* _PROBLEM_
Exactly the lines from the start of the data below through the line containing "a free-text query." must be returned, and no others.

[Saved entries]
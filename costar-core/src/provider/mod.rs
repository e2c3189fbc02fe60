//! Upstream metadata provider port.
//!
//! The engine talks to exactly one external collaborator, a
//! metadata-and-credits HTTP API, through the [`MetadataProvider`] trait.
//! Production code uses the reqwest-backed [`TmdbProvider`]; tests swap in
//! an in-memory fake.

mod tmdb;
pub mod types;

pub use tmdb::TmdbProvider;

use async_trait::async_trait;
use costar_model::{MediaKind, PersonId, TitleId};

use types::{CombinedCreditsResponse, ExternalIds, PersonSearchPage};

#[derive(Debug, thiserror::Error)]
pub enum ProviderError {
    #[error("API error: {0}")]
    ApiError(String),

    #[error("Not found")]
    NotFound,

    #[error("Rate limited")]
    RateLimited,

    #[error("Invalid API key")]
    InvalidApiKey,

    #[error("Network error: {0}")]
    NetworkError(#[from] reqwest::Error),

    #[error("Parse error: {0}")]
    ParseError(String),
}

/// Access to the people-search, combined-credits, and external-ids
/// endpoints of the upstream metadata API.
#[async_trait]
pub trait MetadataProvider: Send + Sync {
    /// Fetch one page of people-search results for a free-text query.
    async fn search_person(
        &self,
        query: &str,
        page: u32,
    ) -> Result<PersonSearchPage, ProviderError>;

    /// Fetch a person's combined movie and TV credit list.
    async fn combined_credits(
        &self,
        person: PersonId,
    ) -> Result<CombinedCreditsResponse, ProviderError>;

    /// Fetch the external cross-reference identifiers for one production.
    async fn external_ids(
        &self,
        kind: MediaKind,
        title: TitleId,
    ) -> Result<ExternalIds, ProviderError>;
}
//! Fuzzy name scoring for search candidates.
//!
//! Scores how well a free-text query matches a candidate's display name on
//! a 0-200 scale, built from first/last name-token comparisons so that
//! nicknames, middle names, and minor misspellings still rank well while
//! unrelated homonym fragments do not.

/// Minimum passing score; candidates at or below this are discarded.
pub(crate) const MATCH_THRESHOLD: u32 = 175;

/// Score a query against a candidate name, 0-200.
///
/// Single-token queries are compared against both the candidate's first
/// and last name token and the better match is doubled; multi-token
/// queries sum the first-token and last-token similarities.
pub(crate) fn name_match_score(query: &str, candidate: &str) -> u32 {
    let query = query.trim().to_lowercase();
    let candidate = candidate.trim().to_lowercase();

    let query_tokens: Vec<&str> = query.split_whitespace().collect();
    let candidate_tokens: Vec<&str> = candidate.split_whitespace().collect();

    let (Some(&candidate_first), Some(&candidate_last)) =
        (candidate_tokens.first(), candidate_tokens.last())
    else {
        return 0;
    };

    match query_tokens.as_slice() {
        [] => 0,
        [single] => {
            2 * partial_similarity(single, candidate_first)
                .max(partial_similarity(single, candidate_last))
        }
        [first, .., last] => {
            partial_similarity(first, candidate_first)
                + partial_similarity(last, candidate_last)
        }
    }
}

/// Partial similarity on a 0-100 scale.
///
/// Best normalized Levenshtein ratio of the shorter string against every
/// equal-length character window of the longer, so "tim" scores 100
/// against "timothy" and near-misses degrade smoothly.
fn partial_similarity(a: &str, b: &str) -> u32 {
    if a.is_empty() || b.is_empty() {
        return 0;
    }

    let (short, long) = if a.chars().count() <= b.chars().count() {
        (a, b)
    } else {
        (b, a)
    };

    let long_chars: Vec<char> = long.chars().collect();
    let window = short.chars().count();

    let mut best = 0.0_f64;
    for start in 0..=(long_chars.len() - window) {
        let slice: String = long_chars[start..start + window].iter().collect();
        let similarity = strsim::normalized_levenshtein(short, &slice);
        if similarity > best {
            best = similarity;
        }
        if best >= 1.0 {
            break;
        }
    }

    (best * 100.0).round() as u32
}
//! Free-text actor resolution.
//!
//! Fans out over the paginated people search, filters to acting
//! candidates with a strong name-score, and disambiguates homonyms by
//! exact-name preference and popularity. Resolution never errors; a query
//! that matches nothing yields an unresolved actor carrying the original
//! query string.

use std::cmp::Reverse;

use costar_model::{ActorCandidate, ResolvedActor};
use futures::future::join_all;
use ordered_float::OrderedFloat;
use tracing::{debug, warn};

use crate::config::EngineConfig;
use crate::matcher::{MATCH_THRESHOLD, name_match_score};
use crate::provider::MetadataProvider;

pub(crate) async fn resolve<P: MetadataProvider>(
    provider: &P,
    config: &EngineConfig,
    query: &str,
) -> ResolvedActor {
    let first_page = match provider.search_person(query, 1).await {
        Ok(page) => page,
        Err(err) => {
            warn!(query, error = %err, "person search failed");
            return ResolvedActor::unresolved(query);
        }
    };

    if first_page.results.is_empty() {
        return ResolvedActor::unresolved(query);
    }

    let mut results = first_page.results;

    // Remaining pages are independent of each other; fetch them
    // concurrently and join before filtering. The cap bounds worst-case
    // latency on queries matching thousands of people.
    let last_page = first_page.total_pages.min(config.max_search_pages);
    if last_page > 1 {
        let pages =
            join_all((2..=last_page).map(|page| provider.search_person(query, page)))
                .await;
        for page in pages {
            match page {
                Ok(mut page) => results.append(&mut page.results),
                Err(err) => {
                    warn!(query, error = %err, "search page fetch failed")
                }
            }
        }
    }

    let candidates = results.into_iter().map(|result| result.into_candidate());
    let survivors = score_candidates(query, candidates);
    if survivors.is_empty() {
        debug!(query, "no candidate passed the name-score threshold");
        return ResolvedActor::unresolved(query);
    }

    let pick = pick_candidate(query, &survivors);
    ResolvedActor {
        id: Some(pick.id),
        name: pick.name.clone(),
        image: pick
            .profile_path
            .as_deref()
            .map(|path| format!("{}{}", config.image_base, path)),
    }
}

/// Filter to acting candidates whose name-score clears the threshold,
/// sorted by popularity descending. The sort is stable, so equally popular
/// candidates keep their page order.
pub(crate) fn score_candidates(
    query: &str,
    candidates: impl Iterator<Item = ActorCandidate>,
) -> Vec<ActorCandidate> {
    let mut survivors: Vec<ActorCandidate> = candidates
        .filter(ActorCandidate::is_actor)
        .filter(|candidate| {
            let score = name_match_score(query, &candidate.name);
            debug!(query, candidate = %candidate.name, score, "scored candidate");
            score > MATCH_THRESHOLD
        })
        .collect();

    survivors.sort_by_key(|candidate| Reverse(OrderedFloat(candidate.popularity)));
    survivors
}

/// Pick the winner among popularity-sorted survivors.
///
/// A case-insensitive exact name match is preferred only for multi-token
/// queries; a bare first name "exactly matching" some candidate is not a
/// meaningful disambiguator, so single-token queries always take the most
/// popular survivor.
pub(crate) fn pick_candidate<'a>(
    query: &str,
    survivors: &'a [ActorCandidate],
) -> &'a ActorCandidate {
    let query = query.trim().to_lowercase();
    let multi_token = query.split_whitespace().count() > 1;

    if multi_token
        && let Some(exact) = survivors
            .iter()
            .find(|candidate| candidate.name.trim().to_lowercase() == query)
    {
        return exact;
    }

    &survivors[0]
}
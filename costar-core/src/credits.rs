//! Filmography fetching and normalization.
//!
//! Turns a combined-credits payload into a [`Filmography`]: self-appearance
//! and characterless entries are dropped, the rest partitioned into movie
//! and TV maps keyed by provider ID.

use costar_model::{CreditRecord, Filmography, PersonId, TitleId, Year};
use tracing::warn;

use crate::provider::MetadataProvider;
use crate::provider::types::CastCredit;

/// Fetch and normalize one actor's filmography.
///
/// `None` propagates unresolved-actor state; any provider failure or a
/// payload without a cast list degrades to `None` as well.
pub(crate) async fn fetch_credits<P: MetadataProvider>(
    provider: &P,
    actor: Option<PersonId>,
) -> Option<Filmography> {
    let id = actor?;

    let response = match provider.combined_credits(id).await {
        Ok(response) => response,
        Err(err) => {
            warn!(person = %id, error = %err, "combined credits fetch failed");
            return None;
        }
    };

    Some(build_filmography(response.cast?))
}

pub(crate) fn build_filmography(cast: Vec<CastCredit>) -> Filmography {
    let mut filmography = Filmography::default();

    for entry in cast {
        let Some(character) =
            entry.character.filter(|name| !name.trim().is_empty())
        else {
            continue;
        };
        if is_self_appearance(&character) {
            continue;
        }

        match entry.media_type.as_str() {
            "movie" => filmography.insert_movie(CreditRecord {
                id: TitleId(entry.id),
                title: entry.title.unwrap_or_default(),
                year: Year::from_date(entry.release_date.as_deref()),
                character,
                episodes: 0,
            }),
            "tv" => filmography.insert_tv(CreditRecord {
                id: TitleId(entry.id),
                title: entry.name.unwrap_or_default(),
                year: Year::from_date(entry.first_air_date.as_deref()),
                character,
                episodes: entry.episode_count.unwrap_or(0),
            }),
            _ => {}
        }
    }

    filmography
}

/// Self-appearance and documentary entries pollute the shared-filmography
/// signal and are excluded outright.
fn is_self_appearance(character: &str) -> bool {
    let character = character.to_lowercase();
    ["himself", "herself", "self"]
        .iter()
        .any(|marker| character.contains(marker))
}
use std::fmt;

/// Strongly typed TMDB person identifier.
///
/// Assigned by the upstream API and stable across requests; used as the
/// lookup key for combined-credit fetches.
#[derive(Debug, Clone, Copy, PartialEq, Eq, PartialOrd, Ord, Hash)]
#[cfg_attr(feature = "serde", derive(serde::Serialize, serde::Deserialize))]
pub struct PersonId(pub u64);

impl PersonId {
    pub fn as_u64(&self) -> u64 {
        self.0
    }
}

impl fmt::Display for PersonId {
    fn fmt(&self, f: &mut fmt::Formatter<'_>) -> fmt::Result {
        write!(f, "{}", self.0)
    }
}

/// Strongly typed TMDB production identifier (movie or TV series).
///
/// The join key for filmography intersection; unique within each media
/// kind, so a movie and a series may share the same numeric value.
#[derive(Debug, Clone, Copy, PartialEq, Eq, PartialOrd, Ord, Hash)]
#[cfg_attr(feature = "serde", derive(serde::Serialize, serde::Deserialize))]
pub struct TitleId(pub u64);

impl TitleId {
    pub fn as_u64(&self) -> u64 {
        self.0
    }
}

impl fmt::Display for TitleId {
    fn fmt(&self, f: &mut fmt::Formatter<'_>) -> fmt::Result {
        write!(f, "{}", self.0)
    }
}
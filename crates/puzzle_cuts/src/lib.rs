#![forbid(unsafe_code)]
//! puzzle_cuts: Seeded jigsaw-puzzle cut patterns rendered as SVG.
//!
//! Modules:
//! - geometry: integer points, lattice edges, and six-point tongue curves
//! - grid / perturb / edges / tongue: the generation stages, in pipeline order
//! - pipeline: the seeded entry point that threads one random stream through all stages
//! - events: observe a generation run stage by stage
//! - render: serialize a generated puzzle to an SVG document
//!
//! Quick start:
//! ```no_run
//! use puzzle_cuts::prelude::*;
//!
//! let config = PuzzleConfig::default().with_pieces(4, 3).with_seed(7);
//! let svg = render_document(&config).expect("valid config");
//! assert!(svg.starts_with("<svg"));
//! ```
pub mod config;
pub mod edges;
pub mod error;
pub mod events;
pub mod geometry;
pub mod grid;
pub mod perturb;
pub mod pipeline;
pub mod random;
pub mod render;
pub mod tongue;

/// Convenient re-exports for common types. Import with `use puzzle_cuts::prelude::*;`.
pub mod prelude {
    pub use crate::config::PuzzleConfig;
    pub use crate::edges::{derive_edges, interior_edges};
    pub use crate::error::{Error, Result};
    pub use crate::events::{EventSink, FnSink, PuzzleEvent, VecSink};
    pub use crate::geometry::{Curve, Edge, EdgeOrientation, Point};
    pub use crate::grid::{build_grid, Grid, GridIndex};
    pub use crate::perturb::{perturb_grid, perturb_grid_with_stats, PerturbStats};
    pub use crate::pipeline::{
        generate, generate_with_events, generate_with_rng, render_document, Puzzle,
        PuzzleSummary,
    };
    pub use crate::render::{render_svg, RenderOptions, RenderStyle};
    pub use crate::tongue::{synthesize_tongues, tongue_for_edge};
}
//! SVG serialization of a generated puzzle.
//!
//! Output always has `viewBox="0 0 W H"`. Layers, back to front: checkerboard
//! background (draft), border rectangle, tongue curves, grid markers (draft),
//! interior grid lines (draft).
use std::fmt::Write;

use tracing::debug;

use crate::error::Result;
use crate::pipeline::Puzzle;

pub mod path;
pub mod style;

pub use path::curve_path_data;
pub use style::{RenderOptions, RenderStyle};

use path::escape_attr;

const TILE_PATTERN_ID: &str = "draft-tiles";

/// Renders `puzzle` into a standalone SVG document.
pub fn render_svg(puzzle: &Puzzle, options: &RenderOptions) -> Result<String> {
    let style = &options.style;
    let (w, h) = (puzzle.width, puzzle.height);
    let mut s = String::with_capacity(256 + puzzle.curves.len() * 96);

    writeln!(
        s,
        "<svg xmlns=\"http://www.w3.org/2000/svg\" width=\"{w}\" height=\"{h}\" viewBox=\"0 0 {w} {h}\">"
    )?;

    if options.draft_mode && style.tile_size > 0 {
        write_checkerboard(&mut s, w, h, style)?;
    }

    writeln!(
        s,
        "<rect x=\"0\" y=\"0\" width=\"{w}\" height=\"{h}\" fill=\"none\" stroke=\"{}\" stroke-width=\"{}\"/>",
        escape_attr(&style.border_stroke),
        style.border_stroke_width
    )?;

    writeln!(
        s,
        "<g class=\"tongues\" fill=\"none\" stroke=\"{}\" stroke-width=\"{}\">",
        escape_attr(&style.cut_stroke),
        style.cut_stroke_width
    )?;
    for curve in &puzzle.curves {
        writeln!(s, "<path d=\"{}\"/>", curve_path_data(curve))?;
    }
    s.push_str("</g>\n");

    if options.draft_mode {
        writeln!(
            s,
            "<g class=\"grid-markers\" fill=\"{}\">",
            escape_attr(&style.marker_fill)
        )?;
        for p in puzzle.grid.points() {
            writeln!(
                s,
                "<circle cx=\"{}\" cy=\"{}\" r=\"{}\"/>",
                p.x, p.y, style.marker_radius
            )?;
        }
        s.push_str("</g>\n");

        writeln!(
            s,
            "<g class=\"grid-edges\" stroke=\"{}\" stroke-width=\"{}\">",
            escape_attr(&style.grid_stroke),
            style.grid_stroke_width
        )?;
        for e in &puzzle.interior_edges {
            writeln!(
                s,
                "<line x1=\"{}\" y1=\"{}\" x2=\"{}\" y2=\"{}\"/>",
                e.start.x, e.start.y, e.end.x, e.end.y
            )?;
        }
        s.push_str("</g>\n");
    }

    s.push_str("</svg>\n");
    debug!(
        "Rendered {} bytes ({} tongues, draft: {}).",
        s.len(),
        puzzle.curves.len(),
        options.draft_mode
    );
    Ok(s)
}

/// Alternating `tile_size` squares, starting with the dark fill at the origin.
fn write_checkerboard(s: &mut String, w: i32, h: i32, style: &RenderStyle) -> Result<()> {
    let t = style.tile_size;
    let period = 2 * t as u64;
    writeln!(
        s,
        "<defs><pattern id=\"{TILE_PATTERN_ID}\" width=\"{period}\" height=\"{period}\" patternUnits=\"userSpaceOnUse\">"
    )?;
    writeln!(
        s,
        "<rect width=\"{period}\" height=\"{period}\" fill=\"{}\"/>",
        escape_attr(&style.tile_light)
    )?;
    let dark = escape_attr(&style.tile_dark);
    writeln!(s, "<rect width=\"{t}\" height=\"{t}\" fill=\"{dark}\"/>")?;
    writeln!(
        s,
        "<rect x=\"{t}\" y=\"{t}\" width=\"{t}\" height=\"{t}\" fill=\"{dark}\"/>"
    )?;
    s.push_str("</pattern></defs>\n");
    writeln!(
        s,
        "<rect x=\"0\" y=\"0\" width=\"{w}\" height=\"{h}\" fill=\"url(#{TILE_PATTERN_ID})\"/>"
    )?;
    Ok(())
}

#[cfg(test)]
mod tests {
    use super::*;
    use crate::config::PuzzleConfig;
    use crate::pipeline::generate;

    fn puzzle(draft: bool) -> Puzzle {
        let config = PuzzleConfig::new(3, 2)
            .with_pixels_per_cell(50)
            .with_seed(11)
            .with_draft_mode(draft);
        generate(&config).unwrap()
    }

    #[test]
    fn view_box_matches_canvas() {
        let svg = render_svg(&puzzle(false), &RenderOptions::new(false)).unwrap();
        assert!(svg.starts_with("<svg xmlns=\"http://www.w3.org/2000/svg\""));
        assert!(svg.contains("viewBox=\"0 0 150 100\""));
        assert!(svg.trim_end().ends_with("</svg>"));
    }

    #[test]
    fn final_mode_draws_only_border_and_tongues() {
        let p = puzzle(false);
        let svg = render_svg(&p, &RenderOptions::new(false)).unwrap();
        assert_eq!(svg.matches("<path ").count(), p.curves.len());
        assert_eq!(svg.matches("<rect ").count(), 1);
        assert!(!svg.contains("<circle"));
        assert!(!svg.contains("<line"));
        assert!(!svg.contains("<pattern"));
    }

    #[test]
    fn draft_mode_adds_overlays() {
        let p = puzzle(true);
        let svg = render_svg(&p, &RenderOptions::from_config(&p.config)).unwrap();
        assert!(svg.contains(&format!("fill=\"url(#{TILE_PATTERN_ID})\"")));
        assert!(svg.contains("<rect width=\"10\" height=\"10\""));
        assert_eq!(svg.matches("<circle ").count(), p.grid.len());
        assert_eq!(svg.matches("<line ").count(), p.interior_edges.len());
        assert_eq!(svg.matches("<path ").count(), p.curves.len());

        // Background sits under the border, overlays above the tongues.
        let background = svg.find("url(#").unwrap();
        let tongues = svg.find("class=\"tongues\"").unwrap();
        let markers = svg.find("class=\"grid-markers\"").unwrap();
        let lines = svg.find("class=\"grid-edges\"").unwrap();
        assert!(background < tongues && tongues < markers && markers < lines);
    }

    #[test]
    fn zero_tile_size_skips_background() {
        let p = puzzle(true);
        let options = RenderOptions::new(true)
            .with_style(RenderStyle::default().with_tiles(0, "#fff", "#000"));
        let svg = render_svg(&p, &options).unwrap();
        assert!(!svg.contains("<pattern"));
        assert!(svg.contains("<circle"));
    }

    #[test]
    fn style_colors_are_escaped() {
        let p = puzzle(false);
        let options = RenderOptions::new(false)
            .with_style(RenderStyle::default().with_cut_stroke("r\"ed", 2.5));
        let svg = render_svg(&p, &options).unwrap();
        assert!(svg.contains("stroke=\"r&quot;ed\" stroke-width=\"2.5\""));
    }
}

* _RESPONSE_
filename costar-core/src/provider/mod.rs
repository e2c3189fbc02fe60
//! Upstream metadata provider port.
//!
//! The engine talks to exactly one external collaborator, a
//! metadata-and-credits HTTP API, through the [`MetadataProvider`] trait.
//! Production code uses the reqwest-backed [`TmdbProvider`]; tests swap in
//! an in-memory fake.

mod tmdb;
pub mod types;

pub use tmdb::TmdbProvider;

use async_trait::async_trait;
use costar_model::{MediaKind, PersonId, TitleId};

use types::{CombinedCreditsResponse, ExternalIds, PersonSearchPage};

#[derive(Debug, thiserror::Error)]
pub enum ProviderError {
    #[error("API error: {0}")]
    ApiError(String),

    #[error("Not found")]
    NotFound,

    #[error("Rate limited")]
    RateLimited,

    #[error("Invalid API key")]
    InvalidApiKey,

    #[error("Network error: {0}")]
    NetworkError(#[from] reqwest::Error),

    #[error("Parse error: {0}")]
    ParseError(String),
}

/// Access to the people-search, combined-credits, and external-ids
/// endpoints of the upstream metadata API.
#[async_trait]
pub trait MetadataProvider: Send + Sync {
    /// Fetch one page of people-search results for a free-text query.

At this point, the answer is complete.